Archive for the ‘Michael Howden’ tag
The Innovation Fallacy, Part 4
I promised in the last post that I would present some suggestions that have come out of reader comments as to how the humanitarian community might generate more successful innovation. Bear in mind that I’m not promising that any of these suggestions are guaranteed to work – they’re not – or that, if they do work, they’lll be spectacularly successful.

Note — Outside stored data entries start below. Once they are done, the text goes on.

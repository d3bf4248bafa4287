//! Round and game settlement, and the ranking rule both rely on.
//!
//! ## Ranking
//!
//! Racers rank by cell, furthest first, and within a cell by stack height,
//! topmost first. Rank `n` is found by walking cells from the far end of the
//! track and counting racers until the running total reaches `n`.
//!
//! ## Payout tables
//!
//! Every payout table is consumed in placement order: the first correct
//! wager takes entry 0, the next entry 1 and so on. Wagers past the end of a
//! table get the configured fallback.

use tracing::{info, trace};

use crate::core::{GameState, ParticipantId, RacerId, Track, WagerKind};
use crate::error::{InvariantViolation, RaceError};

/// Racer in `n`-th place (1-based).
///
/// ```
/// use camel_race::core::{RacerId, Track};
/// use camel_race::rules::racer_in_nth_place;
///
/// let track = Track::from_stacks(vec![
///     vec![RacerId(0)],
///     vec![],
///     vec![RacerId(1), RacerId(2)],
/// ]);
/// assert_eq!(racer_in_nth_place(&track, 1, 3), Ok(RacerId(2)));
/// assert_eq!(racer_in_nth_place(&track, 2, 3), Ok(RacerId(1)));
/// assert_eq!(racer_in_nth_place(&track, 3, 3), Ok(RacerId(0)));
/// ```
pub fn racer_in_nth_place(
    track: &Track,
    n: usize,
    racer_count: usize,
) -> Result<RacerId, InvariantViolation> {
    let out_of_range = InvariantViolation::RankOutOfRange { n, racers: racer_count };
    if n < 1 || n > racer_count {
        return Err(out_of_range);
    }

    let mut counted = 0;
    for (_, stack) in track.stacks().rev() {
        let wanted = n - counted;
        if stack.len() >= wanted {
            return Ok(stack[stack.len() - wanted]);
        }
        counted += stack.len();
    }

    // Fewer racers on the track than the configured count.
    Err(out_of_range)
}

/// Walks a payout table in placement order.
struct PayoutCursor<'a> {
    table: &'a [i64],
    next: usize,
    fallback: i64,
}

impl<'a> PayoutCursor<'a> {
    fn new(table: &'a [i64], fallback: i64) -> Self {
        Self { table, next: 0, fallback }
    }

    fn take(&mut self) -> i64 {
        let payout = self.table.get(self.next).copied().unwrap_or(self.fallback);
        self.next += 1;
        payout
    }
}

/// Why a round is being settled.
#[derive(Clone, Copy, Debug, PartialEq, Eq)]
pub(crate) enum RoundEnd {
    /// Every racer has moved.
    AllMoved,
    /// A racer crossed the finish mid-round.
    Finish,
}

/// Placings a round was settled against.
#[derive(Clone, Copy, Debug, PartialEq, Eq)]
pub struct RoundResult {
    pub first: RacerId,
    pub second: RacerId,
}

/// Pay out the round ledger, then empty it and reset the moved flags.
///
/// `end` must hold in `state`: every racer moved, or a racer stands past
/// the finish. Settling resets the moved flags, so a second `AllMoved`
/// settlement of the same round is rejected.
pub(crate) fn settle_round(state: &mut GameState, end: RoundEnd) -> Result<RoundResult, RaceError> {
    if !state.active {
        return Err(InvariantViolation::GameAlreadySettled.into());
    }
    let ended = match end {
        RoundEnd::AllMoved => state.moved.iter().all(|&m| m),
        RoundEnd::Finish => state.track.any_racer_from(state.config().board_size()),
    };
    if !ended {
        return Err(InvariantViolation::RoundNotOver.into());
    }
    let config = state.config_arc();
    let first = racer_in_nth_place(&state.track, 1, config.racer_count())?;
    let second = racer_in_nth_place(&state.track, 2, config.racer_count())?;

    let mut first_payouts = PayoutCursor::new(
        config.first_place_round_payout(),
        config.excess_round_wager_payout(),
    );
    let mut second_payouts = PayoutCursor::new(
        config.second_place_round_payout(),
        config.excess_round_wager_payout(),
    );

    for wager in state.wagers.take_round() {
        let payout = if wager.racer.matches(first) {
            first_payouts.take()
        } else if wager.racer.matches(second) {
            second_payouts.take()
        } else {
            config.third_or_worse_round_payout()
        };
        credit(state, wager.owner, payout);
        trace!(owner = %wager.owner, racer = %wager.racer.reveal(), payout, "round wager paid");
    }

    state.moved.iter_mut().for_each(|m| *m = false);
    state.rounds_settled += 1;
    info!(round = state.rounds_settled, %first, %second, "round settled");

    Ok(RoundResult { first, second })
}

/// Final racer standings of a settled game. The winning participants are
/// on the state.
#[derive(Clone, Copy, Debug, PartialEq, Eq)]
pub struct GameResult {
    pub winning_racer: RacerId,
    pub losing_racer: RacerId,
}

/// Settle game wagers, end the game and pick the winning participants.
///
/// Winners are every participant on the maximum balance; ties stand.
pub(crate) fn settle_game(state: &mut GameState) -> Result<GameResult, RaceError> {
    if !state.active {
        return Err(InvariantViolation::GameAlreadySettled.into());
    }

    let config = state.config_arc();
    let winning_racer = racer_in_nth_place(&state.track, 1, config.racer_count())?;
    let losing_racer =
        racer_in_nth_place(&state.track, config.racer_count(), config.racer_count())?;

    for kind in WagerKind::ALL {
        let target = match kind {
            WagerKind::Winner => winning_racer,
            WagerKind::Loser => losing_racer,
        };
        let mut payouts =
            PayoutCursor::new(config.game_end_payout(), config.excess_game_wager_payout());

        for wager in state.wagers.game(kind).clone() {
            let payout = if wager.racer.matches(target) {
                payouts.take()
            } else {
                config.bad_game_end_bet()
            };
            credit(state, wager.owner, payout);
            trace!(owner = %wager.owner, ?kind, racer = %wager.racer.reveal(), payout, "game wager paid");
        }
    }

    state.active = false;
    state.winners = state.balances.argmax();
    info!(
        winner = %winning_racer,
        loser = %losing_racer,
        participants = ?state.winners,
        "game settled"
    );

    Ok(GameResult {
        winning_racer,
        losing_racer,
    })
}

fn credit(state: &mut GameState, participant: ParticipantId, amount: i64) {
    state.balances[participant] += amount;
}
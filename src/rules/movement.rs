//! Racer movement.
//!
//! A roll moves one racer chosen at random among those that have not moved
//! this round, together with every racer stacked on top of it. Landing on a
//! hazard pays the hazard's owner one coin and shifts the destination by the
//! hazard's direction; a backward hazard also flips the moving stack and
//! slides it beneath whatever already stands on the destination.
//!
//! The move that exhausts the round settles it. The move that carries a
//! racer over the finish settles the round (unless that same move already
//! did) and then the game.

use tracing::debug;

use crate::core::{GameState, Hazard, HazardDirection, ParticipantId, RacerId, MAX_ROLL, MIN_ROLL};
use crate::error::{InvariantViolation, RaceError, RuleViolation};

use super::settlement::{settle_game, settle_round, GameResult, RoundEnd, RoundResult};
use super::{ensure_playable, ensure_racer};

/// What a single roll did.
#[derive(Clone, Copy, Debug, PartialEq, Eq)]
pub struct MoveReport {
    pub racer: RacerId,
    pub roll: u8,
    pub from: usize,
    pub to: usize,
    /// Hazard the racer landed on, if any.
    pub hazard: Option<Hazard>,
    /// Placings, if this move ended the round.
    pub round: Option<RoundResult>,
    /// Final standings, if this move ended the game.
    pub game: Option<GameResult>,
}

impl MoveReport {
    #[must_use]
    pub fn round_settled(&self) -> bool {
        self.round.is_some()
    }

    #[must_use]
    pub fn game_over(&self) -> bool {
        self.game.is_some()
    }
}

/// Roll for `participant`: pick an unmoved racer and a die face, then move.
pub fn execute_move(state: &mut GameState, participant: ParticipantId) -> Result<MoveReport, RaceError> {
    ensure_playable(state, participant)?;
    let unmoved = state.unmoved_racers();
    let racer = *state
        .rng
        .choose(&unmoved)
        .ok_or(InvariantViolation::NoRacerLeftToMove)?;
    let roll = state.rng.roll(MIN_ROLL..=MAX_ROLL);
    resolve_move(state, participant, racer, roll)
}

/// Move `racer` by `roll` on behalf of `participant`.
///
/// This is the deterministic half of `execute_move`; the racer and roll are
/// supplied by the caller.
pub fn resolve_move(
    state: &mut GameState,
    participant: ParticipantId,
    racer: RacerId,
    roll: u8,
) -> Result<MoveReport, RaceError> {
    ensure_playable(state, participant)?;
    ensure_racer(state, racer)?;
    if !(MIN_ROLL..=MAX_ROLL).contains(&roll) {
        return Err(RuleViolation::RollOutOfRange { roll, min: MIN_ROLL, max: MAX_ROLL }.into());
    }
    if state.has_moved(racer) {
        return Err(InvariantViolation::RacerAlreadyMoved(racer).into());
    }
    let (from, depth) = state
        .track
        .locate(racer)
        .ok_or(InvariantViolation::RacerMissing(racer))?;

    let landing = from + usize::from(roll);
    let hazard = state.track.hazard(landing);
    let to = match hazard.map(|h| h.direction) {
        Some(HazardDirection::Forward) => landing + 1,
        Some(HazardDirection::Backward) => landing - 1,
        None => landing,
    };
    if to >= state.track.len() {
        return Err(InvariantViolation::TrackOverflow { cell: to, len: state.track.len() }.into());
    }

    state.moved[racer.index()] = true;
    if let Some(h) = hazard {
        state.balances[h.owner] += 1;
    }

    let mut moving = state.track.lift(from, depth);
    if hazard.is_some_and(|h| h.direction == HazardDirection::Backward) {
        moving.reverse();
        state.track.slide_under(to, moving);
    } else {
        state.track.drop_on_top(to, moving);
    }

    state.balances[participant] += 1;
    debug!(%participant, %racer, roll, from, to, hazard = ?hazard, "racer moved");

    let mut round = None;
    if state.moved.iter().all(|&m| m) {
        round = Some(settle_round(state, RoundEnd::AllMoved)?);
    }

    let mut game = None;
    if state.track.any_racer_from(state.config().board_size()) {
        if round.is_none() {
            round = Some(settle_round(state, RoundEnd::Finish)?);
        }
        game = Some(settle_game(state)?);
    }

    Ok(MoveReport {
        racer,
        roll,
        from,
        to,
        hazard,
        round,
        game,
    })
}
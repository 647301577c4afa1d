use std::time::Duration;

use statline_config::{Settings, WidgetItem};
use statline_core::{shell::COMMAND_TIMEOUT, RenderContext, ShellRequest};
use tracing::debug;

use crate::Widget;

#[cfg(not(windows))]
const SHELL: (&str, &str) = ("sh", "-c");
#[cfg(windows)]
const SHELL: (&str, &str) = ("cmd", "/C");

/// Fixed text from `customText`.  Hidden when the text is empty.
#[derive(Debug, Default)]
pub struct CustomTextWidget;

impl CustomTextWidget {
    pub fn new() -> Self {
        Self
    }
}

impl Widget for CustomTextWidget {
    fn default_color(&self) -> &'static str {
        "white"
    }

    fn display_name(&self) -> &'static str {
        "Custom Text"
    }

    fn description(&self) -> &'static str {
        "Displays user-defined custom text"
    }

    fn render(
        &self,
        item: &WidgetItem,
        _ctx: &RenderContext,
        _settings: &Settings,
    ) -> Option<String> {
        item.custom_text
            .as_deref()
            .filter(|text| !text.is_empty())
            .map(String::from)
    }
}

/// Output of the shell command in `commandPath`.
///
/// The host's session JSON is piped to the command's stdin.  Only the first
/// non-empty line of stdout is shown.  Hidden when the command fails, times
/// out (`timeout` ms, default one second) or prints nothing.
#[derive(Debug, Default)]
pub struct CustomCommandWidget;

impl CustomCommandWidget {
    pub fn new() -> Self {
        Self
    }
}

impl Widget for CustomCommandWidget {
    fn default_color(&self) -> &'static str {
        "white"
    }

    fn display_name(&self) -> &'static str {
        "Custom Command"
    }

    fn description(&self) -> &'static str {
        "Shows output from a custom shell command"
    }

    fn truncation_marker(&self) -> &'static str {
        "..."
    }

    /// Commands that keep their own ANSI colours are not recoloured.
    fn supports_colors(&self, item: &WidgetItem) -> bool {
        item.preserve_colors != Some(true)
    }

    fn render(
        &self,
        item: &WidgetItem,
        ctx: &RenderContext,
        _settings: &Settings,
    ) -> Option<String> {
        let command = item.command_path.as_deref().filter(|c| !c.trim().is_empty())?;
        if ctx.is_preview {
            return Some(format!("[cmd: {command}]"));
        }

        let timeout = item.timeout.map_or(COMMAND_TIMEOUT, Duration::from_millis);
        let (program, flag) = SHELL;
        let args = [flag, command];
        let request = ShellRequest::new(program, &args)
            .cwd(ctx.cwd())
            .stdin(ctx.raw_input.as_deref())
            .timeout(timeout);

        let Some(stdout) = ctx.shell.run(&request) else {
            debug!(command, "custom command produced no output");
            return None;
        };
        stdout
            .lines()
            .map(str::trim_end)
            .find(|line| !line.trim().is_empty())
            .map(String::from)
    }
}
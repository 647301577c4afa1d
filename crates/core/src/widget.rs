use serde::{Deserialize, Serialize};

/// How the layout engine treats a widget's rendered text.
#[derive(Debug, Clone, Copy, PartialEq, Eq, Hash, Default, Serialize, Deserialize)]
#[serde(rename_all = "lowercase")]
pub enum WidgetCategory {
    /// Ordinary text (model name, branch, counters, ...).
    #[default]
    Content,
    /// Literal separator text between content widgets.
    Separator,
    /// Placeholder whose width is assigned by the layout engine.
    Dynamic,
}

/// A named visual variant a widget can render in.
///
/// `id` is the value persisted in `displayStyle`; `label` is a sample of
/// the output shown to users picking a style.
#[derive(Debug, Clone, Copy, PartialEq, Eq)]
pub struct DisplayStyle {
    pub id:    &'static str,
    pub label: &'static str,
}

impl DisplayStyle {
    pub const fn new(id: &'static str, label: &'static str) -> Self {
        Self { id, label }
    }
}
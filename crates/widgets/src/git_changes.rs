use statline_config::{Settings, WidgetItem};
use statline_core::{DisplayStyle, RenderContext};

use crate::{git, style::LegacyRule, style::StyleTable, Widget};

pub(crate) const STYLES: StyleTable = StyleTable {
    styles: &[
        DisplayStyle::new("detailed-show", "(*2,+42,-10,↑3,?5) / (no git)"),
        DisplayStyle::new("detailed-hide", "(*2,+42,-10,↑3,?5) / (hidden)"),
        DisplayStyle::new("indicator-show", "* or ↑ / (no git)"),
        DisplayStyle::new("indicator-hide", "* or ↑ / (hidden)"),
    ],
    default: "detailed-show",
    aliases: &[("show-nogit", "detailed-show"), ("hide-nogit", "detailed-hide")],
    legacy:  &[LegacyRule::meta(&[("hideNoGit", "true")], None, "detailed-hide")],
};

/// Working-tree change summary: `*` staged files, `+`/`-` lines, `↑`
/// unpushed commits, `?` untracked files.
#[derive(Debug, Default)]
pub struct GitChangesWidget;

impl GitChangesWidget {
    pub fn new() -> Self {
        Self
    }
}

impl Widget for GitChangesWidget {
    fn default_color(&self) -> &'static str {
        "yellow"
    }

    fn display_name(&self) -> &'static str {
        "Git Changes"
    }

    fn description(&self) -> &'static str {
        "Shows git changes as detailed count or simple indicator (*x staged, +x insertions, -x deletions, ↑x unpushed, ?x untracked)"
    }
    fn style_table(&self) -> &'static StyleTable {
        &STYLES
    }

    fn render(
        &self,
        item: &WidgetItem,
        ctx: &RenderContext,
        _settings: &Settings,
    ) -> Option<String> {
        let style = STYLES.resolve(item);
        let indicator = style.starts_with("indicator");
        let hide_no_git = style.ends_with("hide");

        if ctx.is_preview {
            return Some(if indicator { "*" } else { "(*2,+42,-10,↑3,?5)" }.into());
        }

        let Some(changes) = git(ctx).changes() else {
            return (!hide_no_git).then(|| "(no git)".into());
        };

        if indicator {
            return if changes.is_dirty() {
                Some("*".into())
            } else if changes.commits_ahead > 0 {
                Some("↑".into())
            } else {
                None
            };
        }

        let mut parts = Vec::new();
        if changes.staged_files > 0 {
            parts.push(format!("*{}", changes.staged_files));
        }
        if changes.insertions > 0 {
            parts.push(format!("+{}", changes.insertions));
        }
        if changes.deletions > 0 {
            parts.push(format!("-{}", changes.deletions));
        }
        if changes.commits_ahead > 0 {
            parts.push(format!("↑{}", changes.commits_ahead));
        }
        if changes.untracked > 0 {
            parts.push(format!("?{}", changes.untracked));
        }
        // Binary edits and deletions have no line counts.
        if parts.is_empty() && changes.modified_files > 0 {
            parts.push(format!("±{}", changes.modified_files));
        }

        (!parts.is_empty()).then(|| format!("({})", parts.join(",")))
    }
}

#[cfg(test)]
mod tests {
    use super::*;
    use statline_core::ScriptedShell;
    use std::sync::Arc;

    fn item(style: &str) -> WidgetItem {
        WidgetItem {
            display_style: Some(style.into()),
            ..WidgetItem::new("1", "git-changes")
        }
    }

    fn repo() -> ScriptedShell {
        ScriptedShell::new()
            .with("git diff --shortstat", " 2 files changed, 40 insertions(+), 10 deletions(-)\n")
            .with("git diff --cached --shortstat", " 1 file changed, 2 insertions(+)\n")
            .with("git rev-list --count @{u}..HEAD", "3\n")
            .with("git ls-files --others --exclude-standard", "a\nb\nc\nd\ne\n")
            .with("git status --porcelain", "M  a.rs\nA  b.rs\n M c.rs\n?? a\n")
    }

    fn render(style: &str, shell: ScriptedShell) -> Option<String> {
        let ctx = RenderContext::new(Arc::new(shell));
        GitChangesWidget.render(&item(style), &ctx, &Settings::default())
    }

    #[test]
    fn detailed_summary() {
        assert_eq!(render("detailed-show", repo()).as_deref(), Some("(*2,+42,-10,↑3,?5)"));
    }

    #[test]
    fn no_repo_placeholder() {
        assert_eq!(render("detailed-hide", ScriptedShell::new()), None);
        assert_eq!(render("detailed-show", ScriptedShell::new()).as_deref(), Some("(no git)"));
        assert_eq!(render("indicator-show", ScriptedShell::new()).as_deref(), Some("(no git)"));
    }

    #[test]
    fn clean_repo_is_none() {
        let clean = ScriptedShell::new()
            .with("git diff --shortstat", "")
            .with("git diff --cached --shortstat", "");
        assert_eq!(render("detailed-show", clean.clone()), None);
        assert_eq!(render("indicator-show", clean), None);
    }

    #[test]
    fn binary_only_changes() {
        let shell = ScriptedShell::new()
            .with("git diff --shortstat", " 1 file changed\n")
            .with("git diff --cached --shortstat", "")
            .with("git status --porcelain", " M logo.png\n");
        assert_eq!(render("detailed-show", shell).as_deref(), Some("(±1)"));
    }

    #[test]
    fn indicator_prefers_star() {
        assert_eq!(render("indicator-hide", repo()).as_deref(), Some("*"));
    }

    #[test]
    fn legacy_hide_flag() {
        let mut it = WidgetItem::new("1", "git-changes");
        it.metadata.insert("hideNoGit".into(), "true".into());
        assert_eq!(STYLES.resolve(&it), "detailed-hide");
        assert_eq!(STYLES.resolve(&item("hide-nogit")), "detailed-hide");
    }
}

- Overcome fear. “Many humanitarian organizations, especially larger NGOs and the UN, fail to embrace failure. Innovation requires a willingness to fail, perhaps repeatedly. For every successful innovation there are numerous failures… People who are afraid to fail don’t innovate. They follow the rules. They preserve the status quo. The bosses who brought the best out in me were the ones who let me take risks and even fail. They didn’t punish failures other than those that were due to negligence.” – Kevin Toomer
- Create incentives. “So, how do we know what we know and judge it, use it, teach it, reward it? Paul (and the comments/replies) wrote a whole lot about that, but some of this comes down to simple professionalism/best practice (which sometimes goes AWOL on an institutional level particularly) and some of it is that we do need a cultural change. A recognition of innovation as necessary, worth sharing, celebrating. Spectacularly hard when it’s really the grinding day-to-day of just getting stuff done or just surviving that’s most aid work, let alone the brick-wall-headbutting of preparedness in and by local communities.” – Nigel Snoad
- Look out! “Perhaps pursuing innovation within organizations from the start is the barrier. Innovation is happening outside traditional structures, where those creative types can act as individuals, collectively .. in open source projects, mailing lists, unconferences. The loose network of creative technological humanitarians is growing, and growing more exposed. We can concentrate our efforts there for now, to the point where they can’t be ignored.” – Mikel Maron. However bear in mind that “Folks that haven’t spent time in the field have a very hard time understanding the nuances so they develop solutions that will never hold up. They waste all of our time chasing ghosts and fixing things that they think need fixing. In the mean time all we can do is watch them run around in circles.” – Jon Thompson
- Only Connect. “I agree that the answers lies in better connections between field offices and head offices, among organizations AND ALSO between different field offices. I think that head offices could play a better role in facilitating the transfer of solutions between field offices. Currently all the interaction I have with head office and field offices in different countries has been based on personal relationships with people I have met. I do think that INGOs could do a better job of connecting their staff around the globe.” - Michael Howden
- Technology > Network. “I’ve been involved with a number of projects that demonstrate innovation, all focused on introducing new technology to the sector, with varying degrees of success. None of these projects were technologically innovative themselves – their innovation was in using existing technology more effectively for the benefit of the sector – and all of them relied on network effects to create the value that make their innovation more or less successful. As soon as their focus on or their leverage from networks lapses, their success starts to disappear… What made it possible for each of them to create those networks in the first place was technology, creating the possibility of overcoming many of the organisational problems that plague the sector, from organisational silos to staff turnover to insecurity in the field. It is not that technology will solve these problems, but it does offer us the possibility of working together more effectively to solve them ourselves.” – Paul Currion
So there’s a starting point based on actual practitioner experience. All of these recommendations are realistic, and can already be found in various organisations, so the question then becomes – how do we implement them in our own organisations, and spread them across the sector? Approaches will vary from organisation to organisation, location to location – but in 2009 we’d better get the message out there, because otherwise the traditional humanitarian sector is going to be left behind.